- [DATA SHOWN]
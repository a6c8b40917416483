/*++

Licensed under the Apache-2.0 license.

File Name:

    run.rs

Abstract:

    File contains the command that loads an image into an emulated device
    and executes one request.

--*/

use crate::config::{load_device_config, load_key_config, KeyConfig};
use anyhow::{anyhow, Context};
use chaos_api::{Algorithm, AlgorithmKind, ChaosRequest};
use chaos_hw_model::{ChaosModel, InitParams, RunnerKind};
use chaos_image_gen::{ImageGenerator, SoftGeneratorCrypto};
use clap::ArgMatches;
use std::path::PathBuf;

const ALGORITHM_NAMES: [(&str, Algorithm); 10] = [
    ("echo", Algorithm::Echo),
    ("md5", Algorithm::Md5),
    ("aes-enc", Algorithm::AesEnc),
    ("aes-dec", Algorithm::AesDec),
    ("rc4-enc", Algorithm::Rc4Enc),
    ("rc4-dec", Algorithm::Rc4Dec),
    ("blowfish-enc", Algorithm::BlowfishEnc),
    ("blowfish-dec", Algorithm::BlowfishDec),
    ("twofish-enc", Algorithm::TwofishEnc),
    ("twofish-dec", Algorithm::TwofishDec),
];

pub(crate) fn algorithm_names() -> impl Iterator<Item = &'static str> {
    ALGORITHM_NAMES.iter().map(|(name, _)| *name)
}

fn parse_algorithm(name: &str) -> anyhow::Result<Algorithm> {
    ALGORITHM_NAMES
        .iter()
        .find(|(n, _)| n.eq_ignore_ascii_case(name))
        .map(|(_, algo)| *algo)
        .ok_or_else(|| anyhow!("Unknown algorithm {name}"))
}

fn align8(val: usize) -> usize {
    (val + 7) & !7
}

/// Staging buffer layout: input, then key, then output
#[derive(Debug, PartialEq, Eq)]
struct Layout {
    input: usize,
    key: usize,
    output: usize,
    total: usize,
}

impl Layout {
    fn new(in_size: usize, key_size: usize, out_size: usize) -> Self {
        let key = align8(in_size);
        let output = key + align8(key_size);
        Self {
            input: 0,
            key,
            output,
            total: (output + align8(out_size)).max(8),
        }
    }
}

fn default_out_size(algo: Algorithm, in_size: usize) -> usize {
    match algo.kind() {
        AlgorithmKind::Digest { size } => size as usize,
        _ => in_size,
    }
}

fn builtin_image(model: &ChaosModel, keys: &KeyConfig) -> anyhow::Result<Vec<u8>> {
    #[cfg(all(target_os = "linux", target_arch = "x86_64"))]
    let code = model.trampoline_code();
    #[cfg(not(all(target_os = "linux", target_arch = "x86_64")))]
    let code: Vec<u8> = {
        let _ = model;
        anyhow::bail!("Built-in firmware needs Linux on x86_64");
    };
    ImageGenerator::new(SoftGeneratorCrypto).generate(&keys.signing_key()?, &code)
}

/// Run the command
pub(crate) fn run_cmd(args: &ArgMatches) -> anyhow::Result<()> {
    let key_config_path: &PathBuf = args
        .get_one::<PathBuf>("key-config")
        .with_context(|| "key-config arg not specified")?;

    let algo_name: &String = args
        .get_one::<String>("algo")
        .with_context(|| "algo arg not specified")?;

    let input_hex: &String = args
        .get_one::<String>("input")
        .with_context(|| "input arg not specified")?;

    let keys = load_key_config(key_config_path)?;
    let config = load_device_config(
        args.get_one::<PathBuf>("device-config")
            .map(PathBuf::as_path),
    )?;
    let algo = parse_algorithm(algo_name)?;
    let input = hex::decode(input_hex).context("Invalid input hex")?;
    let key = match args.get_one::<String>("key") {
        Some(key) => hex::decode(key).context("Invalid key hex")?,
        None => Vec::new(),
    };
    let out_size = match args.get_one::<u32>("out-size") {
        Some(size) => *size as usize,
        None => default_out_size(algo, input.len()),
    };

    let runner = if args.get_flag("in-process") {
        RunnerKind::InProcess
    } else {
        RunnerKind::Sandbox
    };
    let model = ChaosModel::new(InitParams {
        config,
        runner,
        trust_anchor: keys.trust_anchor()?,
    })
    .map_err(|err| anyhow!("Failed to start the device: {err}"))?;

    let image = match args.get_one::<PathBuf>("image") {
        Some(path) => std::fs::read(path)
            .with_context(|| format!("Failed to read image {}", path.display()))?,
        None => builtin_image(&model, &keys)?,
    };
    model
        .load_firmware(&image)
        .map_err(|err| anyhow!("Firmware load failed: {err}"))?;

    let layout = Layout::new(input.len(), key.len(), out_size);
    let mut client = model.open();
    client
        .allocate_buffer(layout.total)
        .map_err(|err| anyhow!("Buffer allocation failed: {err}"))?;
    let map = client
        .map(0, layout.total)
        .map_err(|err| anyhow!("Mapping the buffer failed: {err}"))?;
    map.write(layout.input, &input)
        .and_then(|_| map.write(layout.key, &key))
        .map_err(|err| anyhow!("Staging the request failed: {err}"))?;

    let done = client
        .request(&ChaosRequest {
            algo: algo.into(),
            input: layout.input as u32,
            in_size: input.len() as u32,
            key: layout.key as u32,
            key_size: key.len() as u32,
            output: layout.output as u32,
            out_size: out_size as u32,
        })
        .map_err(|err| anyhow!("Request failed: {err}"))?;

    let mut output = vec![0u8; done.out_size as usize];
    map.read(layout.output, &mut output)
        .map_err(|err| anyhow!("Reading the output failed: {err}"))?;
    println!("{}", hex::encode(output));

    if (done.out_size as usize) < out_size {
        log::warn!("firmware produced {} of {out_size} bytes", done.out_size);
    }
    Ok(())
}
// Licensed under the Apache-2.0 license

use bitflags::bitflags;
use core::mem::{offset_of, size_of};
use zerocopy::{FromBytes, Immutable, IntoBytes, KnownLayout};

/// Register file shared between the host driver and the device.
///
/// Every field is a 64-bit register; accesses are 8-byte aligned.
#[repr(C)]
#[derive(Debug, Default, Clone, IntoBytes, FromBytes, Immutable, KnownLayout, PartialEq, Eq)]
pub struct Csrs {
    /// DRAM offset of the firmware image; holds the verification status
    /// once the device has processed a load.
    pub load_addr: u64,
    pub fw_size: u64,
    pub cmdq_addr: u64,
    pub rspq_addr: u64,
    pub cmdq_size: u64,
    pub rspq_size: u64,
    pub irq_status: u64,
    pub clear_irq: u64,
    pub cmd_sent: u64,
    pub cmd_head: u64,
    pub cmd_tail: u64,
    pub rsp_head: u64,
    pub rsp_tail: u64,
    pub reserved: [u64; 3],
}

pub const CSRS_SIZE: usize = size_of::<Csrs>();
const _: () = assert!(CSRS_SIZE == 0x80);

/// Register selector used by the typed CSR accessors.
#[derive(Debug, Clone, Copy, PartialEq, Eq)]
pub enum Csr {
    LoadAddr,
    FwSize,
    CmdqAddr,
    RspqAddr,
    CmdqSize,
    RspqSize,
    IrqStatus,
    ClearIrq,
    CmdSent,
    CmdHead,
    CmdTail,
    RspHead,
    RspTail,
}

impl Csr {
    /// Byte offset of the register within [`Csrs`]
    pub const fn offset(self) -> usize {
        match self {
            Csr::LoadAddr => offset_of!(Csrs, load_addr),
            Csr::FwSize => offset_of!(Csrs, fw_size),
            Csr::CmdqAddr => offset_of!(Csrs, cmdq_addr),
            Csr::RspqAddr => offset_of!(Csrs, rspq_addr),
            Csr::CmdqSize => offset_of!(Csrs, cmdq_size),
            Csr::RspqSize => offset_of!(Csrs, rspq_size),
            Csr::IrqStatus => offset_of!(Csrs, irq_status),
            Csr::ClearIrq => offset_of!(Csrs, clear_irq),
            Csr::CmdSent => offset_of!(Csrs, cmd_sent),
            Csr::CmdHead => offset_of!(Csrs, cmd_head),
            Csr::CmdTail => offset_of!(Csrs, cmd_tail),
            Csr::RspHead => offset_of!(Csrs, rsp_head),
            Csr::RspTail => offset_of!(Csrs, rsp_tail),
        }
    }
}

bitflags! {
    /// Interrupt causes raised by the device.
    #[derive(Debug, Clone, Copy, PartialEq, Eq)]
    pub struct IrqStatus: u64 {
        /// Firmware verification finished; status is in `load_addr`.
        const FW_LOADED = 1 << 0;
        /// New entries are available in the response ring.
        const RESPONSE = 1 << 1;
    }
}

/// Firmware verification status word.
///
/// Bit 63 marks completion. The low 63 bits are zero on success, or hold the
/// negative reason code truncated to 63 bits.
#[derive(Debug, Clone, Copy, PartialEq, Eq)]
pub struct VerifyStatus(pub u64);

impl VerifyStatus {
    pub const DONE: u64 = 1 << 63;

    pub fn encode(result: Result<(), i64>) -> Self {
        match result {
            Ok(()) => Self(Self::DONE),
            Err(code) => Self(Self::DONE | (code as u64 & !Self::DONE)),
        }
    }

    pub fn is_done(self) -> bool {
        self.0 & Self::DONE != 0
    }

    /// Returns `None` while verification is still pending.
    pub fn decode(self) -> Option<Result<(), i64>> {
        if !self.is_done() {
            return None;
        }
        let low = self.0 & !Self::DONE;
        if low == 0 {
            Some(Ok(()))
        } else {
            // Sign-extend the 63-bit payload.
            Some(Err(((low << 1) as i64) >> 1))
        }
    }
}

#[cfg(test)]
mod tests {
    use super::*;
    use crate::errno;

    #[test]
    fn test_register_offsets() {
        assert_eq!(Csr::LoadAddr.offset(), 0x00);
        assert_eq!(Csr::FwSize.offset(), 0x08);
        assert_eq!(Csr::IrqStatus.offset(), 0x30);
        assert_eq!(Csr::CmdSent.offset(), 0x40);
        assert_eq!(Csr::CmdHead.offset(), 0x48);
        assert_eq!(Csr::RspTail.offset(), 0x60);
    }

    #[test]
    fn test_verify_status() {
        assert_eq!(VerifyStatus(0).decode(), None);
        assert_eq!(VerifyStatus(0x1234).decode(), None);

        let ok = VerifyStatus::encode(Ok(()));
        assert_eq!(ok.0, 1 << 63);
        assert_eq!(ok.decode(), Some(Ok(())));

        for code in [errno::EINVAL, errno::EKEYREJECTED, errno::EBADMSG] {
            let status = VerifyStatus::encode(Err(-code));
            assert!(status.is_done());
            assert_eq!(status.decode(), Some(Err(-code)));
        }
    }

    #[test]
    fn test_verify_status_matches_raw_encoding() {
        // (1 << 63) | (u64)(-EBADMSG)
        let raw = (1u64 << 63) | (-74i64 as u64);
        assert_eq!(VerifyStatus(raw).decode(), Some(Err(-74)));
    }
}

- [PROBLEM TO SOLVE]
Report, from the entries above, each line where "InitParams" is found.

- [SOLUTION BELOW]
use chaos_hw_model::{ChaosModel, InitParams, RunnerKind};
    let model = ChaosModel::new(InitParams {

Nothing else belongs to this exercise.